ABOUT THIS TASK -
Start at the first line of the material below and retype each line through the one containing "impl From<String> for", exactly.

--- DATA SUPPLIED ---

use std::collections::BTreeMap;
use std::fmt;

use super::ids::{CallLogId, ConversationId, MessageId, ME_USER_ID, StoryId, UserId};

/// Sentinel body shown while an assistant reply has not produced text yet.
pub const TYPING_SENTINEL: &str = "...";

#[derive(Debug, Clone, Copy, PartialEq, Eq, Hash)]
pub enum Presence {
    Online,
    Offline,
    Typing,
}

#[derive(Debug, Clone, PartialEq, Eq)]
pub struct User {
    pub id: UserId,
    pub name: String,
    pub avatar_url: String,
    pub bio: String,
    pub presence: Presence,
    pub last_seen_unix_seconds: Option<u64>,
    pub phone_number: Option<String>,
}

impl User {
    pub fn new(
        id: impl Into<UserId>,
        name: impl Into<String>,
        avatar_url: impl Into<String>,
        presence: Presence,
    ) -> Self {
        Self {
            id: id.into(),
            name: name.into(),
            avatar_url: avatar_url.into(),
            bio: String::new(),
            presence,
            last_seen_unix_seconds: None,
            phone_number: None,
        }
    }

    pub fn with_bio(mut self, bio: impl Into<String>) -> Self {
        self.bio = bio.into();
        self
    }

    pub fn with_last_seen(mut self, unix_seconds: u64) -> Self {
        self.last_seen_unix_seconds = Some(unix_seconds);
        self
    }

    pub fn with_phone_number(mut self, phone_number: impl Into<String>) -> Self {
        self.phone_number = Some(phone_number.into());
        self
    }
}

impl From<String> for UserId {
    fn from(value: String) -> Self {
        Self::new(value)
    }
}

#[derive(Debug, Clone, Copy, PartialEq, Eq, Hash)]
pub enum MessageKind {
    Text,
    Image,
    Audio,
    Video,
    File,
}

impl MessageKind {
    pub fn as_str(&self) -> &'static str {
        match self {
            Self::Text => "text",
            Self::Image => "image",
            Self::Audio => "audio",
            Self::Video => "video",
            Self::File => "file",
        }
    }
}

impl fmt::Display for MessageKind {
    fn fmt(&self, formatter: &mut fmt::Formatter<'_>) -> fmt::Result {
        formatter.write_str(self.as_str())
    }
}

/// Lifecycle of one transcript entry.
///
/// Only `Streaming` messages may have their body rewritten; the transition to
/// `Committed` happens once and is final.
#[derive(Debug, Clone, Copy, PartialEq, Eq, Hash)]
pub enum MessageStatus {
    Streaming,
    Committed,
}

/// File metadata slot carried by the data model but never populated.
#[derive(Debug, Clone, PartialEq, Eq)]
pub struct AttachmentMeta {
    pub file_name: String,
    pub file_size: String,
}

#[derive(Debug, Clone, PartialEq, Eq)]
pub struct Message {
    pub id: MessageId,
    pub sender_id: UserId,
    pub body: String,
    pub created_at_unix_seconds: u64,
    pub kind: MessageKind,
    pub media_url: Option<String>,
    pub status: MessageStatus,
    // Reserved: present in the model, unused by application logic.
    pub reactions: BTreeMap<UserId, String>,
    pub attachment: Option<AttachmentMeta>,
}

impl Message {
    pub fn new(
        id: impl Into<MessageId>,
        sender_id: impl Into<UserId>,
        body: impl Into<String>,
        kind: MessageKind,
        created_at_unix_seconds: u64,
    ) -> Self {
        Self {
            id: id.into(),
            sender_id: sender_id.into(),
            body: body.into(),
            created_at_unix_seconds,
            kind,
            media_url: None,
            status: MessageStatus::Committed,
            reactions: BTreeMap::new(),
            attachment: None,
        }
    }

    pub fn with_media_url(mut self, media_url: impl Into<String>) -> Self {
        self.media_url = Some(media_url.into());
        self
    }

    pub fn is_committed(&self) -> bool {
        self.status == MessageStatus::Committed
    }

    pub fn is_from_me(&self) -> bool {
        self.sender_id.as_str() == ME_USER_ID
    }
}

/// Insert payload for a committed message; the store assigns the id.
#[derive(Debug, Clone, PartialEq, Eq)]
pub struct NewMessage {
    pub sender_id: UserId,
    pub body: String,
    pub kind: MessageKind,
    pub media_url: Option<String>,
    pub created_at_unix_seconds: u64,
}

impl NewMessage {
    pub fn text(sender_id: UserId, body: impl Into<String>, created_at_unix_seconds: u64) -> Self {
        Self::of_kind(sender_id, body, MessageKind::Text, created_at_unix_seconds)
    }

    pub fn of_kind(
        sender_id: UserId,
        body: impl Into<String>,
        kind: MessageKind,
        created_at_unix_seconds: u64,
    ) -> Self {
        Self {
            sender_id,
            body: body.into(),
            kind,
            media_url: None,
            created_at_unix_seconds,
        }
    }
}

/// Conversation aggregate.
///
/// The message list and the cached latest message are private so every
/// mutation goes through methods that keep `last_message` equal to the final
/// element of `messages`.
#[derive(Debug, Clone, PartialEq, Eq)]
pub struct Conversation {
    pub id: ConversationId,
    pub participants: Vec<User>,
    pub unread_count: u32,
    pub group_name: Option<String>,
    pub group_avatar_url: Option<String>,
    messages: Vec<Message>,
    last_message: Option<Message>,
}

impl Conversation {
    pub fn direct(id: impl Into<ConversationId>, participant: User) -> Self {
        Self {
            id: id.into(),
            participants: vec![participant],
            unread_count: 0,
            group_name: None,
            group_avatar_url: None,
            messages: Vec::new(),
            last_message: None,
        }
    }

    pub fn group(
        id: impl Into<ConversationId>,
        name: impl Into<String>,
        avatar_url: impl Into<String>,
        participants: Vec<User>,
    ) -> Self {
        Self {
            id: id.into(),
            participants,
            unread_count: 0,
            group_name: Some(name.into()),
            group_avatar_url: Some(avatar_url.into()),
            messages: Vec::new(),
            last_message: None,
        }
    }

    pub fn with_messages(mut self, messages: Vec<Message>) -> Self {
        self.messages = messages;
        self.refresh_last_message();
        self
    }

    pub fn with_unread_count(mut self, unread_count: u32) -> Self {
        self.unread_count = unread_count;
        self
    }

    pub fn messages(&self) -> &[Message] {
        &self.messages
    }

    pub fn last_message(&self) -> Option<&Message> {
        self.last_message.as_ref()
    }

    pub fn message(&self, message_id: &MessageId) -> Option<&Message> {
        self.messages
            .iter()
            .find(|message| &message.id == message_id)
    }

    pub fn is_group(&self) -> bool {
        self.group_name.is_some()
    }

    /// Group name, or the first participant that is not the local user.
    pub fn display_name(&self) -> &str {
        if let Some(name) = &self.group_name {
            return name;
        }

        self.participants
            .iter()
            .find(|participant| participant.id.as_str() != ME_USER_ID)
            .or_else(|| self.participants.first())
            .map(|participant| participant.name.as_str())
            .unwrap_or_default()
    }

    pub fn has_participant(&self, user_id: &UserId) -> bool {
        self.participants
            .iter()
            .any(|participant| &participant.id == user_id)
    }

    pub(crate) fn push_message(&mut self, message: Message) -> Message {
        self.messages.push(message.clone());
        self.refresh_last_message();
        message
    }

    pub(crate) fn update_message<F>(&mut self, message_id: &MessageId, update: F) -> Option<Message>
    where
        F: FnOnce(&mut Message),
    {
        let message = self
            .messages
            .iter_mut()
            .find(|message| &message.id == message_id)?;
        update(message);
        let updated = message.clone();
        self.refresh_last_message();
        Some(updated)
    }

    fn refresh_last_message(&mut self) {
        self.last_message = self.messages.last().cloned();
    }
}

#[derive(Debug, Clone, Copy, PartialEq, Eq, Hash)]
pub enum StoryMediaKind {
    Image,
    Video,
}

#[derive(Debug, Clone, PartialEq, Eq)]
pub struct Story {
    pub id: StoryId,
    pub owner_id: UserId,
    pub media_url: String,
    pub media_kind: StoryMediaKind,
    pub created_at_unix_seconds: u64,
    pub viewed: bool,
}

#[derive(Debug, Clone, Copy, PartialEq, Eq, Hash)]
pub enum CallKind {
    Audio,
    Video,
}

impl CallKind {
    pub fn as_str(&self) -> &'static str {
        match self {
            Self::Audio => "audio",
            Self::Video => "video",
        }
    }
}

impl fmt::Display for CallKind {
    fn fmt(&self, formatter: &mut fmt::Formatter<'_>) -> fmt::Result {
        formatter.write_str(self.as_str())
    }
}

#[derive(Debug, Clone, Copy, PartialEq, Eq, Hash)]
pub enum CallDirection {
    Incoming,
    Outgoing,
    Missed,
}

impl CallDirection {
    pub fn as_str(&self) -> &'static str {
        match self {
            Self::Incoming => "incoming",
            Self::Outgoing => "outgoing",
            Self::Missed => "missed",
        }
    }
}

#[derive(Debug, Clone, PartialEq, Eq)]
pub struct CallLog {
    pub id: CallLogId,
    pub peer_id: UserId,
    pub kind: CallKind,
    pub direction: CallDirection,
    pub created_at_unix_seconds: u64,
    pub duration_secs: Option<u64>,
}

#[derive(Debug, Clone, PartialEq, Eq)]
pub struct NewCallLog {
    pub peer_id: UserId,
    pub kind: CallKind,
    pub direction: CallDirection,
    pub created_at_unix_seconds: u64,
    pub duration_secs: Option<u64>,
}
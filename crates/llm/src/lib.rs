use std::sync::Arc;

mod client;
mod provider;
mod rig_adapter;
mod session;

pub use client::{APOLOGY_REPLY, AssistantClient, FragmentStream, OFFLINE_REPLY, SYSTEM_INSTRUCTION};
pub use provider::{
    DialogueKey, LlmProvider, ProviderConfig, ProviderError, ProviderEventStream, ProviderMessage,
    ProviderResult, ProviderStreamHandle, ProviderWorker, Role, StreamEventPayload, StreamRequest,
    make_event_stream,
};
pub use rig_adapter::{DEFAULT_GEMINI_MODEL, RIG_GEMINI_PROVIDER_ID, RigProviderAdapter};
pub use session::{
    DEFAULT_MAX_SESSIONS, DEFAULT_SESSION_IDLE_TTL, SessionCheckout, SessionPolicy,
    SessionRegistry,
};

pub fn create_provider(mut config: ProviderConfig) -> ProviderResult<Arc<dyn LlmProvider>> {
    if config.provider_id.is_empty() {
        config.provider_id = RIG_GEMINI_PROVIDER_ID.to_string();
    }

    match config.provider_id.as_str() {
        "gemini" | "google" | "rig-gemini" => {
            config.provider_id = RIG_GEMINI_PROVIDER_ID.to_string();
            Ok(Arc::new(RigProviderAdapter::new(config)?))
        }
        _ => Err(ProviderError::UnsupportedProvider {
            stage: "create-provider",
            provider_id: config.provider_id,
        }),
    }
}

#[cfg(test)]
mod tests {
    use super::*;

    #[test]
    fn blank_provider_id_defaults_to_gemini() {
        let provider = create_provider(ProviderConfig::new("", "key", "")).unwrap();
        assert_eq!(provider.id(), RIG_GEMINI_PROVIDER_ID);
        assert_eq!(provider.default_model(), DEFAULT_GEMINI_MODEL);
    }

    #[test]
    fn unknown_provider_is_rejected() {
        let result = create_provider(ProviderConfig::new("openai", "key", ""));
        assert!(matches!(
            result,
            Err(ProviderError::UnsupportedProvider { ref provider_id, .. })
                if provider_id == "openai"
        ));
    }
}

---

RESPONSE FOR THIS EXERCISE -
use std::collections::BTreeMap;
use std::fmt;

use super::ids::{CallLogId, ConversationId, MessageId, ME_USER_ID, StoryId, UserId};

/// Sentinel body shown while an assistant reply has not produced text yet.
pub const TYPING_SENTINEL: &str = "...";

#[derive(Debug, Clone, Copy, PartialEq, Eq, Hash)]
pub enum Presence {
    Online,
    Offline,
    Typing,
}

#[derive(Debug, Clone, PartialEq, Eq)]
pub struct User {
    pub id: UserId,
    pub name: String,
    pub avatar_url: String,
    pub bio: String,
    pub presence: Presence,
    pub last_seen_unix_seconds: Option<u64>,
    pub phone_number: Option<String>,
}

impl User {
    pub fn new(
        id: impl Into<UserId>,
        name: impl Into<String>,
        avatar_url: impl Into<String>,
        presence: Presence,
    ) -> Self {
        Self {
            id: id.into(),
            name: name.into(),
            avatar_url: avatar_url.into(),
            bio: String::new(),
            presence,
            last_seen_unix_seconds: None,
            phone_number: None,
        }
    }

    pub fn with_bio(mut self, bio: impl Into<String>) -> Self {
        self.bio = bio.into();
        self
    }

    pub fn with_last_seen(mut self, unix_seconds: u64) -> Self {
        self.last_seen_unix_seconds = Some(unix_seconds);
        self
    }

    pub fn with_phone_number(mut self, phone_number: impl Into<String>) -> Self {
        self.phone_number = Some(phone_number.into());
        self
    }
}

impl From<String> for UserId {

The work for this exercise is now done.